Aim of the task: Consider the entries given below. Count the lines that include "TabRemoved" and give only the count.

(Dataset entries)
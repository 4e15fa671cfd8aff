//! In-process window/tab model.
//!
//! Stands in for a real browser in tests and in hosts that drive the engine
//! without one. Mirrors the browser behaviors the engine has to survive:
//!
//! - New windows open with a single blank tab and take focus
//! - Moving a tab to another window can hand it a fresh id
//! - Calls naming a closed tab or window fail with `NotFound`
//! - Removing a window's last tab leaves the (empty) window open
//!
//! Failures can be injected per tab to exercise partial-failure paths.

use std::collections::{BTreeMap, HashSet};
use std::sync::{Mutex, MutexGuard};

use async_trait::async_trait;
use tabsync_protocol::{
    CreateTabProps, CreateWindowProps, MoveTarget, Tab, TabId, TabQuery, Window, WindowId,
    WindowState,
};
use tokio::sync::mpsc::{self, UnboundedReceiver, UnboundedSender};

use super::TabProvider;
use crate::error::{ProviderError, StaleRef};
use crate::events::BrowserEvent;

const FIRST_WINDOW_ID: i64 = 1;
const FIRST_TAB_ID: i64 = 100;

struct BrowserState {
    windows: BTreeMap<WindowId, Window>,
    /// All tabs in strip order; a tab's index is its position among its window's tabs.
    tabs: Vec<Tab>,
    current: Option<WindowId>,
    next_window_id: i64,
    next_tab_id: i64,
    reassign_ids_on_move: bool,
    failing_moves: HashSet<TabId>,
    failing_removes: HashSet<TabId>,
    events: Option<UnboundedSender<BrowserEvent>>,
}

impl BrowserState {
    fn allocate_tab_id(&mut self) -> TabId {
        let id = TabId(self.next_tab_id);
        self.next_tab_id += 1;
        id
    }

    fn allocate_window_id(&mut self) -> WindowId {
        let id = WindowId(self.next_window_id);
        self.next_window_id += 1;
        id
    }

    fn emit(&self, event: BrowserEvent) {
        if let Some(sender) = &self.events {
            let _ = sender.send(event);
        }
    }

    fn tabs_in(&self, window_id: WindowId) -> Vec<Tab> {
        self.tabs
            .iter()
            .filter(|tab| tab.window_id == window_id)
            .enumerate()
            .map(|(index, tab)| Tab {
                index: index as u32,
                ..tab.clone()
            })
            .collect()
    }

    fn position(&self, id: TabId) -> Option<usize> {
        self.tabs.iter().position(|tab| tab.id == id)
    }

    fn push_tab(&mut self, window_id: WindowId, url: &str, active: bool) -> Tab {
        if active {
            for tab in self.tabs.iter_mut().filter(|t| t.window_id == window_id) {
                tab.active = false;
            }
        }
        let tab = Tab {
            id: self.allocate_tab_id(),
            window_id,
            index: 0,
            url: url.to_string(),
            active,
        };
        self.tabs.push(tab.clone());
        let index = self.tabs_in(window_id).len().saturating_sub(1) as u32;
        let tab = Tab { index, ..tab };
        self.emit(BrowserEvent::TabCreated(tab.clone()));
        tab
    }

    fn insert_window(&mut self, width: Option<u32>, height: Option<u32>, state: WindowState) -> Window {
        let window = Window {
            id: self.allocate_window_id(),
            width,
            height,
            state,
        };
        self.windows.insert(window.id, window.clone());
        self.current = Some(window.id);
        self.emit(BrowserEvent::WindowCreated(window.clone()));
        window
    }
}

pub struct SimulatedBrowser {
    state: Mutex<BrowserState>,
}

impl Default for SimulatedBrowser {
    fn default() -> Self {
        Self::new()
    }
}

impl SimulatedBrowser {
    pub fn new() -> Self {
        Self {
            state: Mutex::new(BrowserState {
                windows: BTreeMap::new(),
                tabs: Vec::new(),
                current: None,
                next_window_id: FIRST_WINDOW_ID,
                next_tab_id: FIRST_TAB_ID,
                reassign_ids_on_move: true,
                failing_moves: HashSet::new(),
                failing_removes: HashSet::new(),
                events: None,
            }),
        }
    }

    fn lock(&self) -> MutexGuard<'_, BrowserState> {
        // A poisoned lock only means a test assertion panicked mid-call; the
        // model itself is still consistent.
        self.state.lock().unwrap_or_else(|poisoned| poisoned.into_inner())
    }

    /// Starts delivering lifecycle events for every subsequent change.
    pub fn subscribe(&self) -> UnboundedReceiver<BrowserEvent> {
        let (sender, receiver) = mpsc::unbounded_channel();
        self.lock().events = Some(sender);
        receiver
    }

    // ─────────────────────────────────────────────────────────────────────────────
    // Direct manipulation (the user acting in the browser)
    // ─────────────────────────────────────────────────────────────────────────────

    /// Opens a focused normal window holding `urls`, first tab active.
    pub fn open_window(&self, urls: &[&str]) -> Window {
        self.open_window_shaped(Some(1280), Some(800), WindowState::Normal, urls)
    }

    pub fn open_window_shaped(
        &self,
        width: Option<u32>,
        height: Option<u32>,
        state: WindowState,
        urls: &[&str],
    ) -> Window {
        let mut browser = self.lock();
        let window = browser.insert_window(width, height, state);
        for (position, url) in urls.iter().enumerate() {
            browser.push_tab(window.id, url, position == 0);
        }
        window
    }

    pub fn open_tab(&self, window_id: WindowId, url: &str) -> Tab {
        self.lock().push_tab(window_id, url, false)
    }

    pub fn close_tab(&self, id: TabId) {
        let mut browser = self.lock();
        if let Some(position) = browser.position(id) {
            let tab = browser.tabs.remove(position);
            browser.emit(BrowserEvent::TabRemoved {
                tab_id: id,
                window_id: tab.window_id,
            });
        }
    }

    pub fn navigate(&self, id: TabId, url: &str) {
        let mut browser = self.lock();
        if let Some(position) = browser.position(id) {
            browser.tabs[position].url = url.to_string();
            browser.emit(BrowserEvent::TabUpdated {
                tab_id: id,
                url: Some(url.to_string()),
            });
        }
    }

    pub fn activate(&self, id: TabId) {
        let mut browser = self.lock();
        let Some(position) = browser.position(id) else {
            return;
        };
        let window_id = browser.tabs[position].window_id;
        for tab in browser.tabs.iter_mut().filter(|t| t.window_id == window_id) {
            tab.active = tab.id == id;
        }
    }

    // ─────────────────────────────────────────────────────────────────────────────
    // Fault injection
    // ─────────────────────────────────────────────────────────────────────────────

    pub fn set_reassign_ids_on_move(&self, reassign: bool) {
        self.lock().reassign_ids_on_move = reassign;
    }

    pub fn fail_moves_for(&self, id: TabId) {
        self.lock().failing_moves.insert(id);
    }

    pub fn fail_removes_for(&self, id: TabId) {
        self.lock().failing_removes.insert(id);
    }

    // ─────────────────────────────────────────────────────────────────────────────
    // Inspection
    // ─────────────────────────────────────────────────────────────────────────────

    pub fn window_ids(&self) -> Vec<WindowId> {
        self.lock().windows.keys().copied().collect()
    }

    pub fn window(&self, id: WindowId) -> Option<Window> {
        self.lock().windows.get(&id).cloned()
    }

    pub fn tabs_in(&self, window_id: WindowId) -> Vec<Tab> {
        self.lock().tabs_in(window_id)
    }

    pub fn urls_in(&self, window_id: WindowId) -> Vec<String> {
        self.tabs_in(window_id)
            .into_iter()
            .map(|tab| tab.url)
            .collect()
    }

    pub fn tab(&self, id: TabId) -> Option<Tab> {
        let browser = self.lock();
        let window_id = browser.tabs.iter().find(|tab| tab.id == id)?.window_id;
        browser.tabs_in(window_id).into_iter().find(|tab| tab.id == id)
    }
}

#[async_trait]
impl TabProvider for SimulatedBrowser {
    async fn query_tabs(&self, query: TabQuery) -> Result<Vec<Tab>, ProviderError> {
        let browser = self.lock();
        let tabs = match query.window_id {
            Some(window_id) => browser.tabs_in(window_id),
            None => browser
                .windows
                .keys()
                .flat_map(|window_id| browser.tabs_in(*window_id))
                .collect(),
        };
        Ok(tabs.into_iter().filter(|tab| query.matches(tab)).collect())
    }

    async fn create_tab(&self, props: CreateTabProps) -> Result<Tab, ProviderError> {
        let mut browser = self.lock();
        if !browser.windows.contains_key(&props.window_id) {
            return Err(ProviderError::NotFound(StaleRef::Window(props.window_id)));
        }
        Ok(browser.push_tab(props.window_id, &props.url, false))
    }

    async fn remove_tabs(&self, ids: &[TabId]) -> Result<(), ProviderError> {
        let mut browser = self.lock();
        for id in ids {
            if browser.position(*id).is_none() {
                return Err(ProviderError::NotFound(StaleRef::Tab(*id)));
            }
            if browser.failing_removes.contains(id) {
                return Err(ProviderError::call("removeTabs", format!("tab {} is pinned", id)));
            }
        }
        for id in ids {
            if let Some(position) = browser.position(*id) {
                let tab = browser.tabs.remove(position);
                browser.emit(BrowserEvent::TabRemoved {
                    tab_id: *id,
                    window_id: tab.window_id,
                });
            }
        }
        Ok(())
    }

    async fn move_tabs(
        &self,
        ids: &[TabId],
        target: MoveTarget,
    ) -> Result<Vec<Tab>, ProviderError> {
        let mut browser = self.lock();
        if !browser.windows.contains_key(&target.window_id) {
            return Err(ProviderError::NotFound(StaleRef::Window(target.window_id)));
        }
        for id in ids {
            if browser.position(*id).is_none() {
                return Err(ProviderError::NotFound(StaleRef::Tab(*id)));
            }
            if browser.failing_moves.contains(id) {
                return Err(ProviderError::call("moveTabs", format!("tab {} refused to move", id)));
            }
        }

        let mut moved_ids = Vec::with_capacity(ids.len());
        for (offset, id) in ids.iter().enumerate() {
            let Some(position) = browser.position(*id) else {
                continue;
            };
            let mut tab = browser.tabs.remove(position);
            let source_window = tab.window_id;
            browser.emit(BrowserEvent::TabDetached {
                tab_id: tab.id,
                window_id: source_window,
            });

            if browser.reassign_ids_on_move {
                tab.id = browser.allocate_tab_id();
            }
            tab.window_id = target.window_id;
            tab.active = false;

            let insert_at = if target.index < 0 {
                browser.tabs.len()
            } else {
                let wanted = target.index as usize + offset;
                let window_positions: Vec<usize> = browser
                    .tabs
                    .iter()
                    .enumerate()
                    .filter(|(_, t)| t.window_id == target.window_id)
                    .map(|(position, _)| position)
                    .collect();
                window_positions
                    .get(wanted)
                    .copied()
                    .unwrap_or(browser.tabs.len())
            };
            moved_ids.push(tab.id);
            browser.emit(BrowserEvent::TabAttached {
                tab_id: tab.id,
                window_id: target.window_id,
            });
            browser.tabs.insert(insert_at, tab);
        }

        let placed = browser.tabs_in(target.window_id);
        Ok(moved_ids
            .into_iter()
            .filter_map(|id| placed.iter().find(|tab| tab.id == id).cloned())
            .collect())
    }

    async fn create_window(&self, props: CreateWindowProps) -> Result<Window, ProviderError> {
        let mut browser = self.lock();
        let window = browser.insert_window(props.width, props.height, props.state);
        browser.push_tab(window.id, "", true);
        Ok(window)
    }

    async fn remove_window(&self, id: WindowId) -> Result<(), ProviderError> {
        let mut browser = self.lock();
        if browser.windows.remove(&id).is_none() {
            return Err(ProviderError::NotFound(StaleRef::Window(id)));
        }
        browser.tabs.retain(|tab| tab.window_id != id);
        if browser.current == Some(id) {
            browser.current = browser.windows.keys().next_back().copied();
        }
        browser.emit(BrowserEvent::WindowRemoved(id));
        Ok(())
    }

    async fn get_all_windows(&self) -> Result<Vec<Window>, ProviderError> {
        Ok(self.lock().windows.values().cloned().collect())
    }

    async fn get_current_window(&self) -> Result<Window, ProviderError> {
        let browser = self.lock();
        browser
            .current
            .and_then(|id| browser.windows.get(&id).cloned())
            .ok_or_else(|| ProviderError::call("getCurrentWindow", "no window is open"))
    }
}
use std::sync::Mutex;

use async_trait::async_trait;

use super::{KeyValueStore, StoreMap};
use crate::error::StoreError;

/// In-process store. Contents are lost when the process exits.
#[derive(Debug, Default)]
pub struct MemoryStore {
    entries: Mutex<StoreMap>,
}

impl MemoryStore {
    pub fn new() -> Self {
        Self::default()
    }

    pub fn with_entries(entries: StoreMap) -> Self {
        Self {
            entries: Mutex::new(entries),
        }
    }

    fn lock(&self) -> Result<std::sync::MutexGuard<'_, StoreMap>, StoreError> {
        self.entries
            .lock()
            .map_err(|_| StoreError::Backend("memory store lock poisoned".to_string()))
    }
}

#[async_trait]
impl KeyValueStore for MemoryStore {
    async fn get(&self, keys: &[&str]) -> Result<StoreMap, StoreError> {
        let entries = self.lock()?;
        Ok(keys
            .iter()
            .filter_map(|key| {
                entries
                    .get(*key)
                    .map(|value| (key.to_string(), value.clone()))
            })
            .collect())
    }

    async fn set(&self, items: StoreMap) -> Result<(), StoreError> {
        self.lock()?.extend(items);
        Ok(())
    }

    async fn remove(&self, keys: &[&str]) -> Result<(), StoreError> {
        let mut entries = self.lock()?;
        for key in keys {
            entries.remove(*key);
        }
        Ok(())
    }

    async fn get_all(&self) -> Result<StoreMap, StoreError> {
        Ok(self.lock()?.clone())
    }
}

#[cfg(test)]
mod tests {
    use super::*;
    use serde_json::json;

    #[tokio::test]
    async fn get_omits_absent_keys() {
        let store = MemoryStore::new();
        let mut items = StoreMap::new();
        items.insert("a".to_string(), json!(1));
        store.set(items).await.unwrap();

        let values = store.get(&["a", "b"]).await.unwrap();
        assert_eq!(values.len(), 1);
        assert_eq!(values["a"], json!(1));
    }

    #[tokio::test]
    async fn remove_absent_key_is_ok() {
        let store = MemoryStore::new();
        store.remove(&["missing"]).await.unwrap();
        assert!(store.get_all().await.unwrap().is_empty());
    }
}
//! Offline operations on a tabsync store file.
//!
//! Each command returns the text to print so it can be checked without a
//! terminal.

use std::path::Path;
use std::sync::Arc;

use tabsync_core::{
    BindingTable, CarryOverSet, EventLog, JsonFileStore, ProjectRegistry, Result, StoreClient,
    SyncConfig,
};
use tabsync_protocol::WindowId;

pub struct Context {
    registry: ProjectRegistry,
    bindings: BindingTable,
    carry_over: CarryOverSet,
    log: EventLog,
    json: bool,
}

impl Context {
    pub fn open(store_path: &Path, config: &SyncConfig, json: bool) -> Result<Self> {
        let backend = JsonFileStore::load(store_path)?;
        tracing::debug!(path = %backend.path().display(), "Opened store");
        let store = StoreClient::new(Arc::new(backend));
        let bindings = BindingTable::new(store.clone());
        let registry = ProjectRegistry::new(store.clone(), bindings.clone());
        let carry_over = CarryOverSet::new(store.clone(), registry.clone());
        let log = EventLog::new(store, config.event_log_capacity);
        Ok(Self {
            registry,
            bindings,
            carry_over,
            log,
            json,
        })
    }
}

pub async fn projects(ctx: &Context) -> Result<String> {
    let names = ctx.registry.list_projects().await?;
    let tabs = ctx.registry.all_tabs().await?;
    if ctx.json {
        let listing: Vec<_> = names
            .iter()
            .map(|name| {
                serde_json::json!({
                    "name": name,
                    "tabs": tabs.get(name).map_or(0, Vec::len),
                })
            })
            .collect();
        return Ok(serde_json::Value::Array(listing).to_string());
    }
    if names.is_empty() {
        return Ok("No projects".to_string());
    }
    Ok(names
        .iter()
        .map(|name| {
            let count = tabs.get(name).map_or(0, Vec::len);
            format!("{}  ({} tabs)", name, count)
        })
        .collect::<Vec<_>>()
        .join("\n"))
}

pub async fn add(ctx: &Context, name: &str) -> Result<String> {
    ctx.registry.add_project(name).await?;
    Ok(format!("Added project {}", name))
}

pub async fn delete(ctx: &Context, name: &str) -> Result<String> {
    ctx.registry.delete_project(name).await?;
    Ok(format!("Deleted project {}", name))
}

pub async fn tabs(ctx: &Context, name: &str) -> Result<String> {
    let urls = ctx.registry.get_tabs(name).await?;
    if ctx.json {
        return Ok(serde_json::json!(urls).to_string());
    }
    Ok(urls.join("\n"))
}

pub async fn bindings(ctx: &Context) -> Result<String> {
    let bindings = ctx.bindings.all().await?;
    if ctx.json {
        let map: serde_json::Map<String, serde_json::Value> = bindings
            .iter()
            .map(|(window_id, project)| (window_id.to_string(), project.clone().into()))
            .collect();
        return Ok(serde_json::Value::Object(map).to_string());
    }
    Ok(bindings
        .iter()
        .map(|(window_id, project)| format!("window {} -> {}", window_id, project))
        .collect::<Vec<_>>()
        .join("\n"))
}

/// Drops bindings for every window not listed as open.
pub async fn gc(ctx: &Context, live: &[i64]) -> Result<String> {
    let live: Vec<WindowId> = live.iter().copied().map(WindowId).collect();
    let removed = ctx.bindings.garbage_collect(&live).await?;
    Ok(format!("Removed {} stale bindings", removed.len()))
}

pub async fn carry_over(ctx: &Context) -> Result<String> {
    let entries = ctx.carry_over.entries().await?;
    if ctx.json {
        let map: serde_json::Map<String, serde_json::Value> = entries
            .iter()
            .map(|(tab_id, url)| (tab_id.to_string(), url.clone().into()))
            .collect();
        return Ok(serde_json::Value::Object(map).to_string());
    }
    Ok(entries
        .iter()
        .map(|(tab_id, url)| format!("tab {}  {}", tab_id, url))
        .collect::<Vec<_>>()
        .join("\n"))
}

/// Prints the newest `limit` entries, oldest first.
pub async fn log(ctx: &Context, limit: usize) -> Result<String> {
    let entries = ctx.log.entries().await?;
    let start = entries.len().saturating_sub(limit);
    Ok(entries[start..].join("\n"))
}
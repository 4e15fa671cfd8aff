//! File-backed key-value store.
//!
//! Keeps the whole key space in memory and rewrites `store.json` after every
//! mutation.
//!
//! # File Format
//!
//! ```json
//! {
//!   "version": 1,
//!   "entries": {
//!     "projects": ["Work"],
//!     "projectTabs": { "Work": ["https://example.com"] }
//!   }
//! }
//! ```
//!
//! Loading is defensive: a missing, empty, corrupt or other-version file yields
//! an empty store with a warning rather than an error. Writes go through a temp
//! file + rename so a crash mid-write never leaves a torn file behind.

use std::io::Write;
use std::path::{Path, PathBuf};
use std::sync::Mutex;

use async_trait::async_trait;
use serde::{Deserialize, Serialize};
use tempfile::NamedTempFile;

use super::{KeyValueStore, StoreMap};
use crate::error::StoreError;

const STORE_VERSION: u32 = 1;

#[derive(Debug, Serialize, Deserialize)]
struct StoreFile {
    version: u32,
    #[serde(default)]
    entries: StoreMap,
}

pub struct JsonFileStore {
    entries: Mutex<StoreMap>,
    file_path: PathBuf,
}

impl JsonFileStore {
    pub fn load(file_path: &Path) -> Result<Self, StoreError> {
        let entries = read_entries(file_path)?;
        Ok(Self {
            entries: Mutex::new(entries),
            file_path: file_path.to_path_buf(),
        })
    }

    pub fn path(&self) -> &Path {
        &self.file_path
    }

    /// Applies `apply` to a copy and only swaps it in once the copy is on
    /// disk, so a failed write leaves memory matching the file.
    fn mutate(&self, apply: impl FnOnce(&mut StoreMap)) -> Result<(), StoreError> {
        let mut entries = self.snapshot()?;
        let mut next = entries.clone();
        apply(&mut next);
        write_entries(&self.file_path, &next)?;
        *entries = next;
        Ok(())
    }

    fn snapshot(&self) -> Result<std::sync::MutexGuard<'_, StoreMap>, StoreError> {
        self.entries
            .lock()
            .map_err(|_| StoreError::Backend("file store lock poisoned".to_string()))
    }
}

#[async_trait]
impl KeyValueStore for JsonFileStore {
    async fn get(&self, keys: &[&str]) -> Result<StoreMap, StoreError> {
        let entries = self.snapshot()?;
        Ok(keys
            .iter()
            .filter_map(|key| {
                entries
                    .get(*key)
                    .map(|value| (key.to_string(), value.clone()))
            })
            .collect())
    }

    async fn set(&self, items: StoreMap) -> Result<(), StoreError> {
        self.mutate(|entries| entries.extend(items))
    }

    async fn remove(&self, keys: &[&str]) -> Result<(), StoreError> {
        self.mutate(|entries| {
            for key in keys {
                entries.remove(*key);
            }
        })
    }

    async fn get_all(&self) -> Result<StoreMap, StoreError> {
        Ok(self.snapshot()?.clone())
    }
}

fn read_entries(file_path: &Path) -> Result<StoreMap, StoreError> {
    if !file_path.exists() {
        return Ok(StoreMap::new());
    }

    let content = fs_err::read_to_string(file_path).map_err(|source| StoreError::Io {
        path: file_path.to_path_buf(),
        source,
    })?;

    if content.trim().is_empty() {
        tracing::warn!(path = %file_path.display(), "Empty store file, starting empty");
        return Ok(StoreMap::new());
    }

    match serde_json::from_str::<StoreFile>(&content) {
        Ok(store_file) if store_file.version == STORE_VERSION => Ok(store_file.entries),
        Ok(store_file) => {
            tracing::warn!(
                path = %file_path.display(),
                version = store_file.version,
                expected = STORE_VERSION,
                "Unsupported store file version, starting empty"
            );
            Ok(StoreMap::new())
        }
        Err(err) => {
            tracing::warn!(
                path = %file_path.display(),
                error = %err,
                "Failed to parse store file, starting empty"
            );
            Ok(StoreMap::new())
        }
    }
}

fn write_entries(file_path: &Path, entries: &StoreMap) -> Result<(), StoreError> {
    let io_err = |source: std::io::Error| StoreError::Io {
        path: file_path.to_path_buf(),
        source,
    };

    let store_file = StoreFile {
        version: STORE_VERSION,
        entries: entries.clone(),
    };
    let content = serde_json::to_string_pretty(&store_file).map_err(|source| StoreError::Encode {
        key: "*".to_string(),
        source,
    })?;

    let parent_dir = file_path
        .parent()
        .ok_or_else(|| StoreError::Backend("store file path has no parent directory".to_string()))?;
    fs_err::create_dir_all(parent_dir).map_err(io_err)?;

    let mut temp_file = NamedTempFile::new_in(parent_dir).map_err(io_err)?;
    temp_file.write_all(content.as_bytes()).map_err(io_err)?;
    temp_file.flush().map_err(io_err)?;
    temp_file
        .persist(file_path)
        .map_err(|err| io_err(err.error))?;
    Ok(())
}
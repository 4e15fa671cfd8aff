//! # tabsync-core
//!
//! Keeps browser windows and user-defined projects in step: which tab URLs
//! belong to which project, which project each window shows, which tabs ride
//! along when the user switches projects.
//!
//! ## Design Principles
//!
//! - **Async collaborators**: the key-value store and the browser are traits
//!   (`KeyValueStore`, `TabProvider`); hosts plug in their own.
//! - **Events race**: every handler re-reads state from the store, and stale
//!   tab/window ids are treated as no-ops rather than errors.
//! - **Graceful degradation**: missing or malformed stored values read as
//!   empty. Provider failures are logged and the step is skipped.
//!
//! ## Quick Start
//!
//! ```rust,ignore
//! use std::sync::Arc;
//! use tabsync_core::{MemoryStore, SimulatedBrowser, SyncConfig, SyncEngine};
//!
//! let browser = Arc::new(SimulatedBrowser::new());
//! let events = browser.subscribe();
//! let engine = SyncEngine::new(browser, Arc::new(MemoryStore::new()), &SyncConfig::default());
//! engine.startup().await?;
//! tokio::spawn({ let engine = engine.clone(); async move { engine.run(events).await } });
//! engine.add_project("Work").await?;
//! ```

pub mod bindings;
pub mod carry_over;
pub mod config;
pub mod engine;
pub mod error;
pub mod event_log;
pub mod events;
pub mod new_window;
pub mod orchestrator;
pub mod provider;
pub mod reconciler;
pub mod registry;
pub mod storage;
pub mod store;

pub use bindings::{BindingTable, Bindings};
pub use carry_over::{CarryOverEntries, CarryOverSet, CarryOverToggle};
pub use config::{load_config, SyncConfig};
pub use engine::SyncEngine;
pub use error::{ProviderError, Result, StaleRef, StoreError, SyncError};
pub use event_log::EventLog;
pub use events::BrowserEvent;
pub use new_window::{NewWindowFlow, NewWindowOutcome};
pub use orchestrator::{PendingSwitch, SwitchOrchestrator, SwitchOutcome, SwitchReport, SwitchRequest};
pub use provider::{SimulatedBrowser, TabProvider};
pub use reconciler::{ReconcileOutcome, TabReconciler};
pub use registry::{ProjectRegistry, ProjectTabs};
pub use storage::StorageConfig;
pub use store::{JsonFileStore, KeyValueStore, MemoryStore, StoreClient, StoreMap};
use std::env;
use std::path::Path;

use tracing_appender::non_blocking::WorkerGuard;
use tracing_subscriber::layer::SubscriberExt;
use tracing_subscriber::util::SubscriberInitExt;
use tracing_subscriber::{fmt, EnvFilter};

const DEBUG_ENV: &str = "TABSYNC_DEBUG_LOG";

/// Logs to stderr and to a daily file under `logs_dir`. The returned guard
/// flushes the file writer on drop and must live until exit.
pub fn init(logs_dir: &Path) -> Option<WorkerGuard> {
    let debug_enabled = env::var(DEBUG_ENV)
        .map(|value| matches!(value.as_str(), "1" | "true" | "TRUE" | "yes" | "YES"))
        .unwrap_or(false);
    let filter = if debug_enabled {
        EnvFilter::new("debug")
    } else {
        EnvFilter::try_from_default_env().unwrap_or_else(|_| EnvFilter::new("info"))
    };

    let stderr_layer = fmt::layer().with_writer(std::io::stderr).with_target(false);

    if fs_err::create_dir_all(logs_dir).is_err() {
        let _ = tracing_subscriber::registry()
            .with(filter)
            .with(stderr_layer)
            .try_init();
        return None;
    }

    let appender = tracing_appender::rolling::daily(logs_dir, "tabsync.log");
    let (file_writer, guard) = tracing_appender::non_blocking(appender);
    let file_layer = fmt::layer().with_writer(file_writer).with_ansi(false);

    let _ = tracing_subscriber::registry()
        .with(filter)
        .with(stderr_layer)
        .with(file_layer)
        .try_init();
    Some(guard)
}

Answer space: 2